Galeone et al. (2007) Onion and garlic intake and the odds of benign prostatic hyperplasia. Urology 70: 672–676
The role of diet in the development of benign prostatic hyperplasia (BPH) has not been extensively researched, although evidence suggests that BPH incidence is inversely associated with fruit and vegetable intake. In addition, vegetables from the Allium genus have shown beneficial effects in various disorders affecting the prostate. Galeone and colleagues performed a multicenter, case–control study to evaluate the risk of BPH associated with onion and garlic intake during the 2 years before diagnosis or hospital admission.
The study included 1,369 patients with clinically detected BPH (median age 66 years, disease diagnosis <1 year before enrolment) admitted to major teaching and general hospitals in four regions of Italy. The control group consisted of 1,451 individuals (median age 63 years) in the same hospitals, who were admitted with non-neoplastic illnesses unrelated to diet modification. All participants completed a detailed questionnaire, which included sections about sociodemographic factors, medical history and family history of cancer. Onion consumption was categorized as none, infrequent (<4 80 g portions/week) or regular (≥4 80 g portions/week); garlic consumption was represented by a qualitative score (1 = none or low frequency, 2 = intermediate frequency, 3 = high frequency).

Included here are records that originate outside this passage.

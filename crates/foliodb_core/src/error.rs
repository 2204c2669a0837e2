//! Error types for FolioDB core.

use crate::document::DocumentId;
use crate::revision::Revision;
use std::io;
use thiserror::Error;

/// Result type for store operations.
pub type StoreResult<T> = Result<T, StoreError>;

/// Errors that can occur in store operations.
///
/// Every operation returns an explicit error kind so callers can decide
/// whether to retry, display or ignore a failure.
#[derive(Debug, Error)]
pub enum StoreError {
    /// Storage backend error.
    #[error("storage error: {0}")]
    Storage(#[from] foliodb_storage::StorageError),

    /// I/O error.
    #[error("I/O error: {0}")]
    Io(#[from] io::Error),

    /// Document encoding or decoding failed.
    #[error("codec error: {0}")]
    Codec(String),

    /// No document with the given id exists.
    #[error("document not found: {id}")]
    NotFound {
        /// The id that was looked up.
        id: DocumentId,
    },

    /// Insert attempted with an id that already exists.
    #[error("document already exists: {id}")]
    DocumentExists {
        /// The conflicting id.
        id: DocumentId,
    },

    /// The supplied revision does not match the stored revision.
    #[error("revision conflict on {id}: current revision is {current}")]
    RevisionConflict {
        /// The document being written.
        id: DocumentId,
        /// The revision currently stored.
        current: Revision,
    },

    /// A revision token could not be parsed.
    #[error("invalid revision token: {0}")]
    InvalidRevision(String),

    /// A document id was empty or otherwise unusable.
    #[error("invalid document id: {0}")]
    InvalidDocumentId(String),

    /// A search pattern failed to compile.
    #[error("invalid query pattern: {0}")]
    InvalidQuery(String),

    /// No index with the given name exists.
    #[error("unknown index: {name}")]
    UnknownIndex {
        /// The requested index name.
        name: String,
    },

    /// The queried field is not part of the index definition.
    #[error("field {field} is not covered by index {index}")]
    FieldNotIndexed {
        /// Index name.
        index: String,
        /// Field name.
        field: String,
    },

    /// No attachment with the given name exists on the document.
    #[error("attachment not found: {name} on {id}")]
    AttachmentNotFound {
        /// Parent document id.
        id: DocumentId,
        /// Attachment name.
        name: String,
    },

    /// The journal is corrupted or has an invalid record.
    #[error("journal corruption: {0}")]
    JournalCorruption(String),

    /// Another process holds the database lock.
    #[error("database locked: another process has exclusive access")]
    DatabaseLocked,

    /// The database directory is missing or malformed.
    #[error("invalid database: {0}")]
    InvalidDatabase(String),

    /// The store has been closed.
    #[error("store is closed")]
    StoreClosed,
}

impl StoreError {
    /// Creates a codec error.
    pub fn codec(message: impl Into<String>) -> Self {
        Self::Codec(message.into())
    }

    /// Creates a journal corruption error.
    pub fn journal_corruption(message: impl Into<String>) -> Self {
        Self::JournalCorruption(message.into())
    }

    /// Creates an invalid database error.
    pub fn invalid_database(message: impl Into<String>) -> Self {
        Self::InvalidDatabase(message.into())
    }
}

On multivariate analysis, the odds ratios for BPH in the highest-consuming categories for onion and garlic intake were 0.41 (95% CI 0.24–0.72) and 0.72 (95% CI 0.57–0.91), respectively. Frequent consumption of both onions and garlic yielded an odds ratio of 0.65 (95% CI 0.49–0.86).
The authors conclude that increased intake of Allium vegetables seems to be associated with a decreased risk of developing BPH.